Tunisie

Commentaire : L’idée et le concept en question

En Tunisie, il existe un besoin d’un nouveau discours qui rompe avec les idées reçues et les recettes préétablies pour garantir les conditions de succès de la transformation. Le concept démocratique, concrétisé par la Constitution de 2022, inclut la création du Conseil national des régions et des districts, permettant à la base de contribuer aux choix et décisions politiques du pays.


En Tunisie, comme dans de nombreux pays, il existe une abondance d’idées, mais le véritable enjeu réside dans le concept. Les idées représentent une vision globale et abstraite, tandis qu’un concept constitue le cadre essentiel pour donner du sens à ces idées afin qu’elles deviennent une réalité. Bien que l’on puisse avoir des milliers d’idées, peu d’entre elles se transforment en véritables concepts.
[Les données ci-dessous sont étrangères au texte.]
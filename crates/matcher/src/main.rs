//! PreprintBot Matcher
//!
//! Runs one recommendation run between two corpora stored in PostgreSQL,
//! or prints a stored run.

mod cli;

use anyhow::Context;
use clap::Parser;
use cli::{Cli, Command, RunArgs};
use preprintbot_common::config::{AppConfig, ObservabilityConfig};
use preprintbot_common::errors::{AppError, ErrorDetails};
use preprintbot_common::metrics::register_metrics;
use preprintbot_common::recommendations::RunReader;
use preprintbot_common::{DbPool, Repository, VERSION};
use preprintbot_matcher::{CancelFlag, RunOrchestrator};
use std::sync::Arc;
use tracing::{info, warn};
use tracing_subscriber::EnvFilter;

#[tokio::main]
async fn main() -> anyhow::Result<()> {
    // Load environment variables
    dotenvy::dotenv().ok();

    let cli = Cli::parse();
    let config = AppConfig::load().context("failed to load configuration")?;

    init_tracing(&config.observability);
    info!(service = %config.observability.service_name, "Starting PreprintBot Matcher v{}", VERSION);
    register_metrics();

    info!("Connecting to database...");
    let repository = Arc::new(Repository::new(DbPool::new(&config.database).await?));

    match cli.command {
        Command::Run(args) => run(args, &config, repository).await,
        Command::Show { run } => show(run, repository).await,
    }
}

fn init_tracing(config: &ObservabilityConfig) {
    let filter = EnvFilter::try_from_default_env().unwrap_or_else(|_| EnvFilter::new(&config.log_level));
    let builder = tracing_subscriber::fmt()
        .with_env_filter(filter)
        .with_target(true)
        .with_writer(std::io::stderr);

    // stdout carries the report
    if config.json_logging {
        builder.json().init();
    } else {
        builder.init();
    }
}

async fn run(args: RunArgs, config: &AppConfig, repository: Arc<Repository>) -> anyhow::Result<()> {
    let policy = args.policy(&config.matching);
    let orchestrator = RunOrchestrator::new(repository.clone(), repository, &config.matching)?;

    let cancel = CancelFlag::new();
    let watcher = {
        let cancel = cancel.clone();
        tokio::spawn(async move {
            if tokio::signal::ctrl_c().await.is_ok() {
                warn!("Interrupt received, cancelling run");
                cancel.cancel();
            }
        })
    };

    let result = orchestrator
        .execute(args.reference, args.candidate, &policy, &cancel)
        .await;
    watcher.abort();

    match result {
        Ok(report) => {
            println!("{}", serde_json::to_string_pretty(&report)?);
            Ok(())
        }
        Err(e) => {
            let run_id = match &e {
                AppError::Cancelled { run_id } => Some(*run_id),
                _ => None,
            };
            eprintln!("{}", serde_json::to_string_pretty(&ErrorDetails::from_error(&e, run_id))?);
            Err(e.into())
        }
    }
}

async fn show(run_id: i64, repository: Arc<Repository>) -> anyhow::Result<()> {
    let run = repository
        .get_run(run_id)
        .await?
        .ok_or(AppError::RunNotFound { id: run_id })?;
    let recommendations = repository.list_recommendations(run_id).await?;

    if !run.is_authoritative() {
        warn!(run_id, status = %run.status, "Run has not completed; rows are not authoritative");
    }

    let output = serde_json::json!({
        "run": run,
        "recommendations": recommendations,
    });
    println!("{}", serde_json::to_string_pretty(&output)?);
    Ok(())
}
Pour assurer la réussite de cette transformation, la Tunisie a besoin d’un nouveau discours porteur d’espoir, de changement et, surtout, de crédibilité. Ce discours doit rompre définitivement avec les idées reçues et les solutions préétablies.

Chaque pays possède sa propre réalité, ses aspirations légitimes à la liberté et son droit inaliénable à défendre sa souveraineté. Ainsi, le concept représente le développement naturel et légitime de l’idée, constituant une construction intellectuelle qui rend l’idée réalisable et compréhensible.
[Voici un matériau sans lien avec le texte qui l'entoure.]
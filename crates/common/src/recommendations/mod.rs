//! Recommendation runs and the persistence sink contract
//!
//! A run is created before matching starts and becomes authoritative only
//! once its rows are written and `completed_at` is set. The sink is the only
//! writer of runs and rows.

use crate::embeddings::{CorpusId, PaperId};
use crate::errors::{AppError, ErrorCode, Result};
use async_trait::async_trait;
use chrono::{DateTime, Utc};
use serde::{Deserialize, Serialize};
use std::collections::HashSet;
use std::fmt;
use std::str::FromStr;

pub type RunId = i64;

/// Symbolic similarity cutoff
#[derive(Debug, Clone, Copy, Default, Serialize, Deserialize, PartialEq, Eq, PartialOrd, Ord, Hash)]
#[serde(rename_all = "lowercase")]
pub enum ThresholdLevel {
    Low,
    #[default]
    Medium,
    High,
}

impl ThresholdLevel {
    pub const ALL: [ThresholdLevel; 3] = [ThresholdLevel::Low, ThresholdLevel::Medium, ThresholdLevel::High];

    pub fn as_str(&self) -> &'static str {
        match self {
            ThresholdLevel::Low => "low",
            ThresholdLevel::Medium => "medium",
            ThresholdLevel::High => "high",
        }
    }
}

impl fmt::Display for ThresholdLevel {
    fn fmt(&self, f: &mut fmt::Formatter<'_>) -> fmt::Result {
        f.write_str(self.as_str())
    }
}

impl FromStr for ThresholdLevel {
    type Err = AppError;

    fn from_str(s: &str) -> Result<Self> {
        match s {
            "low" => Ok(ThresholdLevel::Low),
            "medium" => Ok(ThresholdLevel::Medium),
            "high" => Ok(ThresholdLevel::High),
            other => Err(AppError::Validation {
                message: format!("unknown threshold level '{}'", other),
            }),
        }
    }
}

/// Similarity strategy selector
#[derive(Debug, Clone, Copy, Default, Serialize, Deserialize, PartialEq, Eq, Hash)]
#[serde(rename_all = "lowercase")]
pub enum MatchMethod {
    #[default]
    Exact,
    Approximate,
}

impl MatchMethod {
    pub fn as_str(&self) -> &'static str {
        match self {
            MatchMethod::Exact => "exact",
            MatchMethod::Approximate => "approximate",
        }
    }

    /// Label persisted in `recommendation_runs.method`
    pub fn run_label(&self, use_sections: bool) -> String {
        format!(
            "{}_{}",
            self.as_str(),
            if use_sections { "sections" } else { "abstract" }
        )
    }
}

impl fmt::Display for MatchMethod {
    fn fmt(&self, f: &mut fmt::Formatter<'_>) -> fmt::Result {
        f.write_str(self.as_str())
    }
}

impl FromStr for MatchMethod {
    type Err = AppError;

    fn from_str(s: &str) -> Result<Self> {
        match s {
            "exact" | "cosine" => Ok(MatchMethod::Exact),
            "approximate" | "ann" => Ok(MatchMethod::Approximate),
            other => Err(AppError::Validation {
                message: format!("unknown similarity method '{}'", other),
            }),
        }
    }
}

/// Run lifecycle state
#[derive(Debug, Clone, Copy, Serialize, Deserialize, PartialEq, Eq)]
#[serde(rename_all = "snake_case")]
pub enum RunStatus {
    Created,
    Computing,
    Persisted,
    Failed,
}

impl RunStatus {
    pub fn as_str(&self) -> &'static str {
        match self {
            RunStatus::Created => "created",
            RunStatus::Computing => "computing",
            RunStatus::Persisted => "persisted",
            RunStatus::Failed => "failed",
        }
    }

    pub fn is_terminal(&self) -> bool {
        matches!(self, RunStatus::Persisted | RunStatus::Failed)
    }

    /// Allowed lifecycle edges
    pub fn can_transition_to(&self, next: RunStatus) -> bool {
        matches!(
            (self, next),
            (RunStatus::Created, RunStatus::Computing)
                | (RunStatus::Created, RunStatus::Failed)
                | (RunStatus::Computing, RunStatus::Persisted)
                | (RunStatus::Computing, RunStatus::Failed)
        )
    }

    /// Error for an illegal edge out of this state
    pub fn transition_error(&self, run_id: RunId, next: RunStatus) -> AppError {
        AppError::InvalidRunTransition {
            run_id,
            from: self.as_str().to_string(),
            to: next.as_str().to_string(),
        }
    }
}

impl fmt::Display for RunStatus {
    fn fmt(&self, f: &mut fmt::Formatter<'_>) -> fmt::Result {
        f.write_str(self.as_str())
    }
}

impl FromStr for RunStatus {
    type Err = AppError;

    fn from_str(s: &str) -> Result<Self> {
        match s {
            "created" => Ok(RunStatus::Created),
            "computing" => Ok(RunStatus::Computing),
            "persisted" => Ok(RunStatus::Persisted),
            "failed" => Ok(RunStatus::Failed),
            other => Err(AppError::InvalidFormat {
                message: format!("unknown run status '{}'", other),
            }),
        }
    }
}

/// Parameters recorded when a run is created
#[derive(Debug, Clone, PartialEq, Serialize, Deserialize)]
pub struct NewRun {
    pub reference_corpus_id: CorpusId,
    pub candidate_corpus_id: CorpusId,
    /// `low` / `medium` / `high`, or `custom:<value>`
    pub threshold_level: String,
    /// e.g. `exact_sections`
    pub method: String,
}

/// A stored recommendation run
#[derive(Debug, Clone, PartialEq, Serialize, Deserialize)]
pub struct RecommendationRun {
    pub id: RunId,
    pub reference_corpus_id: CorpusId,
    pub candidate_corpus_id: CorpusId,
    pub threshold_level: String,
    pub method: String,
    pub status: RunStatus,
    pub error_code: Option<String>,
    pub error_message: Option<String>,
    pub degenerate_vectors: i64,
    pub created_at: DateTime<Utc>,
    pub completed_at: Option<DateTime<Utc>>,
}

impl RecommendationRun {
    /// Only completed runs may be read as results
    pub fn is_authoritative(&self) -> bool {
        self.status == RunStatus::Persisted && self.completed_at.is_some()
    }
}

/// One ranked row, as handed to the sink
#[derive(Debug, Clone, Copy, PartialEq, Serialize, Deserialize)]
pub struct RecommendationRow {
    pub paper_id: PaperId,
    pub score: f32,
    pub rank: u32,
}

/// A stored recommendation
#[derive(Debug, Clone, PartialEq, Serialize, Deserialize)]
pub struct Recommendation {
    pub run_id: RunId,
    pub paper_id: PaperId,
    pub score: f32,
    pub rank: u32,
}

/// Reject a batch that would create two rows for one paper
pub fn ensure_unique_papers(run_id: RunId, rows: &[RecommendationRow]) -> Result<()> {
    let mut seen = HashSet::with_capacity(rows.len());
    for row in rows {
        if !seen.insert(row.paper_id) {
            return Err(AppError::DuplicateRecommendation {
                run_id,
                paper_id: row.paper_id,
            });
        }
    }
    Ok(())
}

/// Downstream persistence for runs and their rows
#[async_trait]
pub trait RecommendationSink: Send + Sync {
    /// Insert a run in `created` state and return its id
    async fn create_run(&self, run: NewRun) -> Result<RunId>;

    /// Move a run from `created` to `computing`
    async fn mark_computing(&self, run_id: RunId) -> Result<()>;

    /// Write every row or none; fails on a duplicate paper
    async fn write_recommendations(&self, run_id: RunId, rows: &[RecommendationRow]) -> Result<()>;

    /// Set `completed_at` and move the run to `persisted`
    async fn complete_run(
        &self,
        run_id: RunId,
        completed_at: DateTime<Utc>,
        degenerate_vectors: u64,
    ) -> Result<()>;

    /// Move a run to `failed`; any rows already written must be removed
    async fn fail_run(&self, run_id: RunId, code: ErrorCode, message: &str) -> Result<()>;

    /// Write the rows and complete the run as one atomic unit: either the
    /// run is `persisted` with every row, or nothing was written
    async fn finalize_run(
        &self,
        run_id: RunId,
        rows: &[RecommendationRow],
        completed_at: DateTime<Utc>,
        degenerate_vectors: u64,
    ) -> Result<()>;
}

/// Read access to stored runs
#[async_trait]
pub trait RunReader: Send + Sync {
    async fn get_run(&self, run_id: RunId) -> Result<Option<RecommendationRun>>;

    /// Rows of a run ordered by rank
    async fn list_recommendations(&self, run_id: RunId) -> Result<Vec<Recommendation>>;

    /// Most recent run for the pair that reached `persisted`
    async fn latest_completed_run(
        &self,
        reference_corpus_id: CorpusId,
        candidate_corpus_id: CorpusId,
    ) -> Result<Option<RecommendationRun>>;
}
Dans la vision politique de Kaïs Saïed, les termes « idée » et « concept » se rapportent à sa perception unique de la gouvernance et de la souveraineté nationale. Pour lui, l’idée centrale est le retour du pouvoir au peuple souverain. Il estime que les structures politiques intermédiaires ont trahi la révolution de 2011 et qu’il est temps de redonner au peuple sa place centrale pour qu’il puisse exprimer son choix final.

La finalité de tout système politique est de servir le citoyen et d’être entièrement à sa disposition. Il est également crucial de libérer les esprits pour qu’ils puissent apporter une contribution efficace à la construction d’une nouvelle Tunisie où il fait bon vivre. Ce concept, la démocratie par la base, a été materialisé par la Constitution de 2022 et la mise en place d’une seconde chambre parlementaire : le Conseil national des régions et des districts. Ce dispositif permet à la base de participer pleinement aux choix et décisions politiques du pays.

De plus, le Président de la République souligne constamment la nécessité de mener une guerre de libération nationale pour préserver la dignité des Tunisiens, où qu’ils se trouvent, à travers la consolidation d’un État social viable.

Une autre réalisation significative du Président Kaïs Saïed est la préservation de l’unité de l’État tunisien. Avant le 25 juillet 2021, près de quarante institutions fonctionnaient de manière indépendante, sans coordination aucune entre elles ou avec les autres institutions de l’État, ce qui représentait un véritable danger pour l’unité de l’État, ses décisions et sa souveraineté.

La création de ces institutions dites constitutionnelles visait à affaiblir l’État et à semer le désordre de manière intentionnelle. Face à cette anarchie héritée de la décennie noire, le Président de la République a pris position en faveur de la renaissance de l’État tunisien.